The East Asia S-1 Trial in Lung Cancer (EAST-LC) was a randomized phase III study conducted in East Asia that demonstrated the non-inferiority of S-1 to docetaxel in previously treated patients with advanced non-small cell lung cancer (NSCLC). Here, we reported the results of the Japanese subgroup treated with docetaxel 60 mg/m2, the standard dosage in Japan.

Patients and methods

Patients were randomized 1:1 to receive either S-1 or docetaxel. The primary endpoint was overall survival (OS); the secondary endpoints included progression-free survival (PFS), response rate (RR), quality of life (QOL), and safety.

Results

Patient characteristics in the Japanese subgroup (n = 724) were similar to those in the overall EAST-LC population.

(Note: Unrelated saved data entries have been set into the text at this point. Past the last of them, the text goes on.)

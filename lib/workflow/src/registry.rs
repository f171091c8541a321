//! Step registry: the executor behind each step.
//!
//! An executor checks its input against the state, then calls at most one
//! collaborator and returns a patch of the fields it owns. Executors never
//! touch `current_step`, feedback histories or iteration counts; the
//! orchestrator applies those around a successful patch.

use crate::error::WorkflowError;
use crate::executor;
use crate::state::{StatePatch, WorkflowState};
use crate::step::{FeedbackMode, StepId};
use adpipe_integration::{Collaborator, CollaboratorError, CollaboratorTimeouts, Collaborators};
use async_trait::async_trait;
use serde::Deserialize;
use std::collections::BTreeMap;
use std::fmt;
use std::future::Future;
use std::time::Duration;

/// Engine settings supplied by the embedding application.
#[derive(Debug, Clone, Default, PartialEq, Eq, Deserialize)]
pub struct EngineConfig {
    #[serde(default)]
    pub timeouts: CollaboratorTimeouts,
}

/// The input a step is run with.
#[derive(Debug, Clone, PartialEq, Eq)]
pub enum StepInput {
    None,
    Feedback(String),
    Url(String),
    /// Zero-based index into `scripts`.
    ScriptIndex(usize),
    AvatarId(String),
    AdAccountId(String),
    MediaUri(String),
}

impl StepInput {
    /// Builds the input for a step that takes optional feedback.
    #[must_use]
    pub fn from_feedback(feedback: Option<String>) -> Self {
        match feedback {
            Some(text) if !text.trim().is_empty() => Self::Feedback(text),
            _ => Self::None,
        }
    }

    /// The feedback text, if this input carries one.
    #[must_use]
    pub fn feedback(&self) -> Option<&str> {
        match self {
            Self::Feedback(text) => Some(text),
            _ => None,
        }
    }

    fn describe(&self) -> &'static str {
        match self {
            Self::None => "no input",
            Self::Feedback(_) => "feedback",
            Self::Url(_) => "a URL",
            Self::ScriptIndex(_) => "a script index",
            Self::AvatarId(_) => "an avatar id",
            Self::AdAccountId(_) => "an ad account id",
            Self::MediaUri(_) => "a media URI",
        }
    }
}

/// The result of a successful step.
#[derive(Debug, Clone, PartialEq)]
pub struct StepOutcome {
    /// Fields to overwrite.
    pub patch: StatePatch,
    /// Agent message shown to the user.
    pub summary: String,
}

/// What executors get to call collaborators with.
#[derive(Clone)]
pub struct StepContext {
    pub collaborators: Collaborators,
    pub timeouts: CollaboratorTimeouts,
}

impl StepContext {
    /// Runs one collaborator call under that collaborator's deadline.
    ///
    /// Failures and timeouts come back as `CollaboratorFailure`.
    pub async fn call<T, F>(&self, collaborator: Collaborator, fut: F) -> Result<T, WorkflowError>
    where
        F: Future<Output = Result<T, CollaboratorError>>,
    {
        self.call_within(collaborator, self.timeouts.for_collaborator(collaborator), fut)
            .await
    }

    /// Like [`StepContext::call`], with an explicit deadline.
    pub async fn call_within<T, F>(
        &self,
        collaborator: Collaborator,
        limit: Duration,
        fut: F,
    ) -> Result<T, WorkflowError>
    where
        F: Future<Output = Result<T, CollaboratorError>>,
    {
        adpipe_integration::with_timeout(limit, fut)
            .await
            .map_err(|e| {
                tracing::warn!(%collaborator, error = %e, "collaborator call failed");
                WorkflowError::collaborator(collaborator, &e)
            })
    }
}

impl fmt::Debug for StepContext {
    fn fmt(&self, f: &mut fmt::Formatter<'_>) -> fmt::Result {
        f.debug_struct("StepContext")
            .field("timeouts", &self.timeouts)
            .finish_non_exhaustive()
    }
}

/// The executor for one step.
#[async_trait]
pub trait StepExecutor: Send + Sync {
    /// The step this executor runs.
    fn step(&self) -> StepId;

    /// Checks the input against the state before anything is recorded.
    ///
    /// The default accepts what the step's feedback mode allows.
    fn validate(&self, _state: &WorkflowState, input: &StepInput) -> Result<(), WorkflowError> {
        check_feedback_input(self.step(), input)
    }

    /// Produces the patch for this step.
    async fn execute(
        &self,
        ctx: &StepContext,
        state: &WorkflowState,
        input: &StepInput,
    ) -> Result<StepOutcome, WorkflowError>;
}

/// Accepts the inputs a step's feedback mode allows.
pub(crate) fn check_feedback_input(step: StepId, input: &StepInput) -> Result<(), WorkflowError> {
    match (step.feedback_mode(), input) {
        (FeedbackMode::Required, StepInput::Feedback(text)) if !text.trim().is_empty() => Ok(()),
        (FeedbackMode::Required, _) => Err(WorkflowError::validation(format!(
            "{step} needs feedback describing the change"
        ))),
        (FeedbackMode::Optional, StepInput::None) => Ok(()),
        (FeedbackMode::Optional, StepInput::Feedback(text)) if !text.trim().is_empty() => Ok(()),
        (FeedbackMode::None, StepInput::None) => Ok(()),
        (FeedbackMode::None, StepInput::Feedback(_)) => Err(WorkflowError::validation(format!(
            "{step} does not take feedback, use '{}'",
            step.command_hint()
        ))),
        (FeedbackMode::Optional, StepInput::Feedback(_)) => {
            Err(WorkflowError::validation("feedback is empty"))
        }
        (_, other) => Err(wrong_input(step, other)),
    }
}

pub(crate) fn wrong_input(step: StepId, input: &StepInput) -> WorkflowError {
    WorkflowError::validation(format!(
        "{step} cannot take {}, use '{}'",
        input.describe(),
        step.command_hint()
    ))
}

/// The ordered catalogue of steps and their executors.
pub struct StepRegistry {
    executors: BTreeMap<StepId, Box<dyn StepExecutor>>,
    context: StepContext,
}

impl StepRegistry {
    /// Creates a registry with the built-in executor for every step.
    #[must_use]
    pub fn new(collaborators: Collaborators, config: &EngineConfig) -> Self {
        let mut executors: BTreeMap<StepId, Box<dyn StepExecutor>> = BTreeMap::new();
        for executor in executor::builtin() {
            executors.insert(executor.step(), executor);
        }
        Self {
            executors,
            context: StepContext {
                collaborators,
                timeouts: config.timeouts,
            },
        }
    }

    /// Replaces the executor for its step.
    #[must_use]
    pub fn with_executor(mut self, executor: Box<dyn StepExecutor>) -> Self {
        self.executors.insert(executor.step(), executor);
        self
    }

    /// Returns the executor for `step`.
    pub fn executor(&self, step: StepId) -> Result<&dyn StepExecutor, WorkflowError> {
        self.executors
            .get(&step)
            .map(|executor| &**executor)
            .ok_or_else(|| WorkflowError::validation(format!("no executor for {step}")))
    }

    /// The context executors run with.
    #[must_use]
    pub fn context(&self) -> &StepContext {
        &self.context
    }

    /// Steps with an executor, in pipeline order.
    pub fn steps(&self) -> impl Iterator<Item = StepId> + '_ {
        self.executors.keys().copied()
    }
}

impl fmt::Debug for StepRegistry {
    fn fmt(&self, f: &mut fmt::Formatter<'_>) -> fmt::Result {
        f.debug_struct("StepRegistry")
            .field("steps", &self.executors.keys().collect::<Vec<_>>())
            .field("context", &self.context)
            .finish()
    }
}

#[cfg(test)]
mod tests {
    use super::*;
    use adpipe_core::SessionId;

    #[test]
    fn every_step_has_an_executor() {
        let registry = StepRegistry::new(Collaborators::offline(), &EngineConfig::default());
        assert_eq!(registry.steps().collect::<Vec<_>>(), StepId::ALL.to_vec());
    }

    #[test]
    fn feedback_input_rules() {
        let feedback = StepInput::Feedback("shorter".to_string());
        assert!(check_feedback_input(StepId::RefineScript, &feedback).is_ok());
        assert!(check_feedback_input(StepId::RefineScript, &StepInput::None).is_err());
        assert!(check_feedback_input(StepId::Analyze, &StepInput::None).is_ok());
        assert!(check_feedback_input(StepId::Analyze, &feedback).is_ok());
        assert!(
            check_feedback_input(StepId::Analyze, &StepInput::Feedback("  ".to_string())).is_err()
        );

        let err = check_feedback_input(StepId::GenerateAudio, &feedback).expect_err("no feedback");
        assert!(err.to_string().contains("generate audio"));
    }

    #[test]
    fn from_feedback_drops_blank_text() {
        assert_eq!(StepInput::from_feedback(None), StepInput::None);
        assert_eq!(
            StepInput::from_feedback(Some("   ".to_string())),
            StepInput::None
        );
        assert_eq!(
            StepInput::from_feedback(Some("funnier".to_string())),
            StepInput::Feedback("funnier".to_string())
        );
    }

    #[tokio::test]
    async fn only_render_submission_gets_the_video_deadline() {
        let ctx = StepContext {
            collaborators: Collaborators::offline(),
            timeouts: CollaboratorTimeouts {
                default_secs: 0,
                ..CollaboratorTimeouts::default()
            },
        };
        let slow = || async {
            tokio::time::sleep(Duration::from_millis(50)).await;
            Ok::<_, CollaboratorError>(())
        };

        let err = ctx
            .call(Collaborator::AvatarRenderer, slow())
            .await
            .expect_err("catalogue calls use the default deadline");
        assert_eq!(err.kind(), "collaborator_failure");

        ctx.call_within(Collaborator::AvatarRenderer, ctx.timeouts.video_render(), slow())
            .await
            .expect("render fits the video deadline");
    }

    #[test]
    fn select_script_rejects_out_of_range_index() {
        let registry = StepRegistry::new(Collaborators::offline(), &EngineConfig::default());
        let mut state = WorkflowState::new(SessionId::new());
        state.artifacts.scripts = Some(vec!["a".to_string(), "b".to_string()]);

        let executor = registry.executor(StepId::SelectScript).expect("executor");
        assert!(executor.validate(&state, &StepInput::ScriptIndex(1)).is_ok());
        let err = executor
            .validate(&state, &StepInput::ScriptIndex(2))
            .expect_err("out of range");
        assert_eq!(err.kind(), "validation");
    }
}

Median OS was 13.4 months in the S-1 group and 12.6 months in the docetaxel group. In pemetrexed-pretreated patients, OS with S-1 was similar to that with docetaxel. Median PFS was 2.9 and 3.0 months in the S-1 and docetaxel groups, respectively. RR was 9.4% and 10.3% in the S-1 and docetaxel groups, respectively. The QOL of patients treated with S-1 was better compared with that of patients treated with docetaxel. Decreased appetite and diarrhea were more common in the S-1 group, whereas the frequency of neutropenia and febrile neutropenia was markedly higher in the docetaxel group.

Conclusions

This Japanese subgroup analysis showed that S-1 had similar efficacy to docetaxel in patients with previously treated advanced NSCLC. These results are similar to those of the overall EAST-LC population.